What is The Ranch? Well, for starters, it wasn't a "ranch" by any stretch of the imagination. We weren't ranchers, we didn't have livestock (well no cows at any rate), we didn't work the land, or have a big ranch house. It was just a spread of 40 acres (eventually whittled down to 14) high in the Uinta Mountains, on the bench of a tiny valley about 20 miles east of Park City. It butted up against "the north hills" so we overlooked the entire valley. From our front porch, I saw the hints of every home and road, every field of alfalfa. In the summer, the sound from the local rodeo grounds carried up to our door, and on those still nights we listened to the running commentary. The Ranch didn't have a name, though I suppose it should have. And we lived on a road that didn't have a name. We referred to things like "the ditch" and "the draw" and shared a common language without proper titles.
No, that's not true.
The Ranch is a proper name. It's capitalized because nothing else really mattered in this world. Grandpa would tell us about how it was his paradise, his slice of heaven. That we could have all been dead and just not know it because we were so happy on The Ranch. Nothing else mattered but those 40 acres, and they cared for it so lovingly. It almost seems unreal now when I think about how they truly built themselves a paradise. There was a huge park in the center. An actual genuine park with carefully tended lawns, a fire pit, a "Saloon," a copse of trees perfect for playing hide and seek. My grandparents were the hardest workers I ever knew, and everything around them reflected that. So it wasn't just some property, it wasn't anything that needed a fancy name. It was just Home.
The landscape varied, sloping north and then to the east, dipping down into ponds, flattening down into the valley, split in half by an irrigation ditch that cut a green, cotton-tree swath right through the center. There were trees everywhere, and they felt like they must have been hundreds of years old, but really, they were pretty new. When my grandparents moved their family there in the 1970s, there wasn't a road. There wasn't a civilized piece of land. There wasn't much of a town. It was perfectly isolated, cut off from the world except for a trail that they eventually widened and graded themselves.
And it was brimming with animals. Horses for riding and chariot racing, dozens of dogs over the years and hundreds of cats, an angry flock of geese, strutting peacocks, chickens, turkeys, and ducks. There were rabbits, there were stray animals coming in from the hills. Every winter a herd of elk sedately moved through our backyard. I don't mean a handful, I mean a herd so large they carpeted the field, the hill, and drove the dogs crazy. There were skunks, porcupines, deer, and the occasional coyote. Once there was a bear.
We lived off a spring and a few pumps, hauling water in the winter when the well ran dry.
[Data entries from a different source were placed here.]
use crate::{DbError, Result};

use std::panic::Location;
use std::path::Path;
use std::time::Duration;

use error_location::ErrorLocation;
use sqlx::sqlite::{SqliteConnectOptions, SqlitePool, SqlitePoolOptions};

/// Pool sizing and timeouts for the hierarchy database.
#[derive(Debug, Clone, Copy, PartialEq, Eq)]
pub struct PoolSettings {
    pub max_connections: u32,
    pub busy_timeout: Duration,
    pub acquire_timeout: Duration,
}

impl Default for PoolSettings {
    fn default() -> Self {
        Self {
            max_connections: 5,
            busy_timeout: Duration::from_secs(5),
            acquire_timeout: Duration::from_secs(10),
        }
    }
}

/// Open (creating if needed) the database file and bring its schema up to date.
pub async fn connect(path: &Path, settings: &PoolSettings) -> Result<SqlitePool> {
    if let Some(parent) = path.parent()
        && !parent.as_os_str().is_empty()
    {
        tokio::fs::create_dir_all(parent)
            .await
            .map_err(|e| DbError::Initialization {
                message: format!("Failed to create database directory: {}", e),
                location: ErrorLocation::from(Location::caller()),
            })?;
    }

    let options = SqliteConnectOptions::new()
        .filename(path)
        .create_if_missing(true)
        .foreign_keys(true)
        .busy_timeout(settings.busy_timeout);

    let pool = SqlitePoolOptions::new()
        .max_connections(settings.max_connections)
        .acquire_timeout(settings.acquire_timeout)
        .connect_with(options)
        .await?;

    run_migrations(&pool).await?;

    log::info!(
        "Opened hierarchy database at {} ({} connections)",
        path.display(),
        settings.max_connections
    );

    Ok(pool)
}

/// Single-connection in-memory database, migrated. Every connection to
/// `:memory:` is its own database, so the pool is capped at one.
pub async fn connect_in_memory() -> Result<SqlitePool> {
    let options = SqliteConnectOptions::new()
        .filename(":memory:")
        .foreign_keys(true);

    let pool = SqlitePoolOptions::new()
        .max_connections(1)
        .connect_with(options)
        .await?;

    run_migrations(&pool).await?;

    Ok(pool)
}

pub async fn run_migrations(pool: &SqlitePool) -> Result<()> {
    sqlx::migrate!("./migrations")
        .run(pool)
        .await
        .map_err(|e| DbError::Migration {
            message: e.to_string(),
            location: ErrorLocation::from(Location::caller()),
        })
}
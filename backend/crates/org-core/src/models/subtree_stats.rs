use serde::Serialize;

#[derive(Debug, Clone, Copy, Default, PartialEq, Eq, Serialize)]
pub struct SubtreeStats {
    /// Every node below the root, the root excluded.
    pub total_descendants: usize,
    pub direct_reports: usize,
    /// Longest root-to-leaf path in edges; a lone root is 0.
    pub max_depth: usize,
    pub owned_work_items: u64,
    pub assigned_work_items: u64,
}
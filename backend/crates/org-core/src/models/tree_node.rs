use crate::models::{node::Node, team_member::TeamMember};

use serde::Serialize;
use uuid::Uuid;

/// A node with its direct reports attached, recursively.
#[derive(Debug, Clone, PartialEq, Eq, Serialize)]
pub struct TreeNode {
    pub node: Node,
    /// Distance from the root of the tree this node was built in.
    pub depth: usize,
    pub children: Vec<TreeNode>,
}

impl TreeNode {
    pub fn new(node: Node, depth: usize) -> Self {
        Self {
            node,
            depth,
            children: Vec::new(),
        }
    }

    pub fn id(&self) -> Uuid {
        self.node.id
    }

    pub fn direct_report_count(&self) -> usize {
        self.children.len()
    }

    /// Number of nodes in this tree, itself included.
    pub fn size(&self) -> usize {
        self.iter().count()
    }

    /// Longest path from this node down to a leaf, in edges.
    pub fn max_depth(&self) -> usize {
        self.iter()
            .map(|tree| tree.depth - self.depth)
            .max()
            .unwrap_or(0)
    }

    /// Ids of every node below this one, pre-order.
    pub fn descendant_ids(&self) -> Vec<Uuid> {
        self.iter().skip(1).map(TreeNode::id).collect()
    }

    pub fn contains(&self, id: Uuid) -> bool {
        self.iter().any(|tree| tree.id() == id)
    }

    /// Depth-first pre-order listing, depths relative to this node.
    pub fn flatten(&self) -> Vec<TeamMember> {
        self.iter()
            .map(|tree| TeamMember {
                node: tree.node.clone(),
                depth: tree.depth - self.depth,
            })
            .collect()
    }

    /// Pre-order iterator over this tree.
    pub fn iter(&self) -> Iter<'_> {
        Iter { stack: vec![self] }
    }
}

pub struct Iter<'a> {
    stack: Vec<&'a TreeNode>,
}

impl<'a> Iterator for Iter<'a> {
    type Item = &'a TreeNode;

    fn next(&mut self) -> Option<Self::Item> {
        let tree = self.stack.pop()?;
        self.stack.extend(tree.children.iter().rev());
        Some(tree)
    }
}
pub mod lead_work_item_source;
pub mod sqlite_node_store;
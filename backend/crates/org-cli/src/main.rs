//! orgtree - reporting hierarchy CLI
//!
//! Reads and reshapes the manager hierarchy stored in the configured SQLite
//! database. Every command prints JSON on stdout.
//!
//! # Examples
//!
//! ```bash
//! # Print every reporting tree
//! orgtree forest --pretty
//!
//! # Check a move without applying it
//! orgtree validate <user-id> <manager-id>
//!
//! # Move a user (and their reports) under a new manager
//! orgtree assign <user-id> <manager-id> --actor <admin-id>
//! ```

use org_cli::{Cli, run};

use std::process::ExitCode;

use clap::Parser;
use serde_json::Value;

#[tokio::main]
async fn main() -> ExitCode {
    let cli = Cli::parse();
    let pretty = cli.pretty;

    match run(cli).await {
        Ok(value) => print_json(&value, pretty, ExitCode::SUCCESS),
        Err(e) => {
            log::error!("{}", e);
            print_json(&e.to_json(), pretty, ExitCode::FAILURE)
        }
    }
}

fn print_json(value: &Value, pretty: bool, code: ExitCode) -> ExitCode {
    let output = if pretty {
        serde_json::to_string_pretty(value)
    } else {
        serde_json::to_string(value)
    };

    match output {
        Ok(json) => {
            println!("{}", json);
            code
        }
        Err(e) => {
            eprintln!("Error serializing response: {}", e);
            ExitCode::FAILURE
        }
    }
}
There was a barn we would spend all summer cleaning in exchange for $100 from grandpa. There were garages for all kinds of vehicles, sheds for every imaginable thing, and relics from ancient history scattered here and yon--some were actual Ute Indian relics, and some were just the remains of men I didn't know and lives I couldn't begin to understand. The air smelled green and old, musty and fresh, ancient, like rain, like dust. It tasted like raspberries in late summer and onions plucked from the garden. It tasted like whiskey and water blended over too much ice, sipped continuously through the day.
If I reach back far enough, I can still see things, still remember and even experience a few brief moments. The hazy years before Lindy was born and while Jasie was just a toddler. In those memories, both of my uncles lived nearby, my great-grandmother was there all the time, and the entire Ranch seemed impossibly, unknowingly big. Though even at that time I had the sense of the boundaries, the realization of what part of the earth was mine. In those years, I went to visit my uncle and his wife in a house they built. In those memories, everybody went hunting together, had parties together, smiled. They were close. They were a family.
Unfortunately, the story of The Ranch is about the way that fell apart. Actually, that's a mistake. Nothing fell apart. It was destroyed. Because some people can't be happy, maybe. Or because that's just what people do to themselves and each other. But it's sad to think about how close we could have been, how different it all could have been if there wasn't a destructive, alcoholic, mean streak running through the family. That sounds a little violent, doesn't it? There were moments of violence, but nothing too damaging. It was more of a subtext of a violence, a red tension winding its way through untold beauty, poisoning it slowly.
The Ranch is dead now. My grandparents sold their slice of heaven without so much of a second thought, and I've been bereft of it for ten years. Strangely enough, it's within our grasp again. The people who bought it defaulted on the mortgage, and now it's back in control of the family. But I'll probably never go back. I could explain why now, but I would rather show you.
Jasie and I can't have a blog without talking about The Ranch. It's too deeply inside of us, and we need to record these memories before they're completely gone.